:: Listed records ::

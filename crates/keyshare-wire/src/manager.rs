//! ManagerClient: sends one request and waits for its response.

use crate::error::WireError;
use crate::ledger::RequestLedger;
use crate::message::{decode_pdu, encode_pdu, Pdu, VarBind, MAX_DATAGRAM_SIZE};
use keyshare_types::config::ManagerConfig;
use keyshare_types::error::KeyShareError;
use std::net::{Ipv4Addr, Ipv6Addr, SocketAddr};
use std::time::Duration;
use tokio::net::UdpSocket;
use tracing::{debug, warn};

/// Client side of the protocol.
///
/// Request ids are checked against a local ledger before anything is sent,
/// so reusing an id inside the retry interval fails without a round trip.
#[derive(Debug)]
pub struct ManagerClient {
    agent_addr: SocketAddr,
    local_addr: Option<SocketAddr>,
    timeout: Duration,
    ledger: RequestLedger,
}

impl ManagerClient {
    pub fn new(agent_addr: SocketAddr, timeout: Duration, retry_interval: Duration) -> Self {
        Self {
            agent_addr,
            local_addr: None,
            timeout,
            ledger: RequestLedger::new(retry_interval),
        }
    }

    pub fn from_config(config: &ManagerConfig) -> Self {
        Self::new(config.agent_addr, config.timeout(), config.retry_interval())
            .with_local_addr(config.local_addr)
    }

    /// Send every request from `local_addr` instead of an ephemeral port.
    pub fn with_local_addr(mut self, local_addr: Option<SocketAddr>) -> Self {
        self.local_addr = local_addr;
        self
    }

    pub fn agent_addr(&self) -> SocketAddr {
        self.agent_addr
    }

    /// GET each OID plus `follow` instances after it.
    pub async fn get<S: Into<String>>(
        &self,
        request_id: u64,
        items: impl IntoIterator<Item = (S, u32)>,
    ) -> Result<Pdu, WireError> {
        self.request(Pdu::get(request_id, items)).await
    }

    /// SET each `(oid, value)` pair.
    pub async fn set(&self, request_id: u64, items: Vec<VarBind>) -> Result<Pdu, WireError> {
        self.request(Pdu::set(request_id, items)).await
    }

    /// Send `pdu` and wait for the response carrying the same request id.
    ///
    /// Datagrams for other request ids are ignored. Fails `RequestTimeout`
    /// if nothing matching arrives in time; timeouts are not retried.
    /// The request id is only held in the ledger once the datagram is sent.
    pub async fn request(&self, pdu: Pdu) -> Result<Pdu, WireError> {
        let request_id = pdu.request_id;
        let bytes = encode_pdu(&pdu)?;
        self.ledger.check_and_record(request_id)?;
        self.ledger.prune();

        let socket = match self.send(&bytes).await {
            Ok(socket) => socket,
            Err(e) => {
                self.ledger.forget(request_id);
                return Err(e.into());
            }
        };
        debug!(request_id, agent = %self.agent_addr, primitive = %pdu.primitive, "Request sent");

        match tokio::time::timeout(self.timeout, Self::await_response(&socket, request_id)).await
        {
            Ok(result) => result,
            Err(_) => {
                warn!(request_id, timeout_ms = self.timeout.as_millis() as u64, "Agent did not answer");
                Err(KeyShareError::RequestTimeout(self.timeout).into())
            }
        }
    }

    async fn send(&self, bytes: &[u8]) -> std::io::Result<UdpSocket> {
        let socket = UdpSocket::bind(self.bind_addr()).await?;
        socket.connect(self.agent_addr).await?;
        socket.send(bytes).await?;
        Ok(socket)
    }

    fn bind_addr(&self) -> SocketAddr {
        match self.local_addr {
            Some(addr) => addr,
            None if self.agent_addr.is_ipv4() => (Ipv4Addr::UNSPECIFIED, 0).into(),
            None => (Ipv6Addr::UNSPECIFIED, 0).into(),
        }
    }

    async fn await_response(socket: &UdpSocket, request_id: u64) -> Result<Pdu, WireError> {
        let mut buf = vec![0u8; MAX_DATAGRAM_SIZE + 1];
        loop {
            let len = socket.recv(&mut buf).await?;
            match decode_pdu(&buf[..len]) {
                Ok(pdu) if pdu.request_id == request_id && pdu.is_response() => return Ok(pdu),
                Ok(pdu) => {
                    debug!(expected = request_id, got = pdu.request_id, "Ignoring unrelated datagram");
                }
                Err(e) => warn!(request_id, error = %e, "Ignoring undecodable response"),
            }
        }
    }
}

:::

◆ Exercise ◆
All of the entries above need to be reproduced exactly.

◆ Response to the exercise ◆
filename crates/keyshare-wire/src/manager.rs
//! ManagerClient: sends one request and waits for its response.

use crate::error::WireError;
use crate::ledger::RequestLedger;
use crate::message::{decode_pdu, encode_pdu, Pdu, VarBind, MAX_DATAGRAM_SIZE};
use keyshare_types::config::ManagerConfig;
use keyshare_types::error::KeyShareError;
use std::net::{Ipv4Addr, Ipv6Addr, SocketAddr};
use std::time::Duration;
use tokio::net::UdpSocket;
use tracing::{debug, warn};

/// Client side of the protocol.
///
/// Request ids are checked against a local ledger before anything is sent,
/// so reusing an id inside the retry interval fails without a round trip.
#[derive(Debug)]
pub struct ManagerClient {
    agent_addr: SocketAddr,
    local_addr: Option<SocketAddr>,
    timeout: Duration,
    ledger: RequestLedger,
}

impl ManagerClient {
    pub fn new(agent_addr: SocketAddr, timeout: Duration, retry_interval: Duration) -> Self {
        Self {
            agent_addr,
            local_addr: None,
            timeout,
            ledger: RequestLedger::new(retry_interval),
        }
    }

    pub fn from_config(config: &ManagerConfig) -> Self {
        Self::new(config.agent_addr, config.timeout(), config.retry_interval())
            .with_local_addr(config.local_addr)
    }

    /// Send every request from `local_addr` instead of an ephemeral port.
    pub fn with_local_addr(mut self, local_addr: Option<SocketAddr>) -> Self {
        self.local_addr = local_addr;
        self
    }

    pub fn agent_addr(&self) -> SocketAddr {
        self.agent_addr
    }

    /// GET each OID plus `follow` instances after it.
    pub async fn get<S: Into<String>>(
        &self,
        request_id: u64,
        items: impl IntoIterator<Item = (S, u32)>,
    ) -> Result<Pdu, WireError> {
        self.request(Pdu::get(request_id, items)).await
    }

    /// SET each `(oid, value)` pair.
    pub async fn set(&self, request_id: u64, items: Vec<VarBind>) -> Result<Pdu, WireError> {
        self.request(Pdu::set(request_id, items)).await
    }

    /// Send `pdu` and wait for the response carrying the same request id.
    ///
    /// Datagrams for other request ids are ignored. Fails `RequestTimeout`
    /// if nothing matching arrives in time; timeouts are not retried.
    /// The request id is only held in the ledger once the datagram is sent.
    pub async fn request(&self, pdu: Pdu) -> Result<Pdu, WireError> {
        let request_id = pdu.request_id;
        let bytes = encode_pdu(&pdu)?;
        self.ledger.check_and_record(request_id)?;
        self.ledger.prune();

        let socket = match self.send(&bytes).await {
            Ok(socket) => socket,
            Err(e) => {
                self.ledger.forget(request_id);
                return Err(e.into());
            }
        };
        debug!(request_id, agent = %self.agent_addr, primitive = %pdu.primitive, "Request sent");

        match tokio::time::timeout(self.timeout, Self::await_response(&socket, request_id)).await
        {
            Ok(result) => result,
            Err(_) => {
                warn!(request_id, timeout_ms = self.timeout.as_millis() as u64, "Agent did not answer");
                Err(KeyShareError::RequestTimeout(self.timeout).into())
            }
        }
    }

    async fn send(&self, bytes: &[u8]) -> std::io::Result<UdpSocket> {
        let socket = UdpSocket::bind(self.bind_addr()).await?;
        socket.connect(self.agent_addr).await?;
        socket.send(bytes).await?;
        Ok(socket)
    }

    fn bind_addr(&self) -> SocketAddr {
        match self.local_addr {
            Some(addr) => addr,
            None if self.agent_addr.is_ipv4() => (Ipv4Addr::UNSPECIFIED, 0).into(),
            None => (Ipv6Addr::UNSPECIFIED, 0).into(),
        }
    }

    async fn await_response(socket: &UdpSocket, request_id: u64) -> Result<Pdu, WireError> {
        let mut buf = vec![0u8; MAX_DATAGRAM_SIZE + 1];
        loop {
            let len = socket.recv(&mut buf).await?;
            match decode_pdu(&buf[..len]) {
                Ok(pdu) if pdu.request_id == request_id && pdu.is_response() => return Ok(pdu),
                Ok(pdu) => {
                    debug!(expected = request_id, got = pdu.request_id, "Ignoring unrelated datagram");
                }
                Err(e) => warn!(request_id, error = %e, "Ignoring undecodable response"),
            }
        }
    }
}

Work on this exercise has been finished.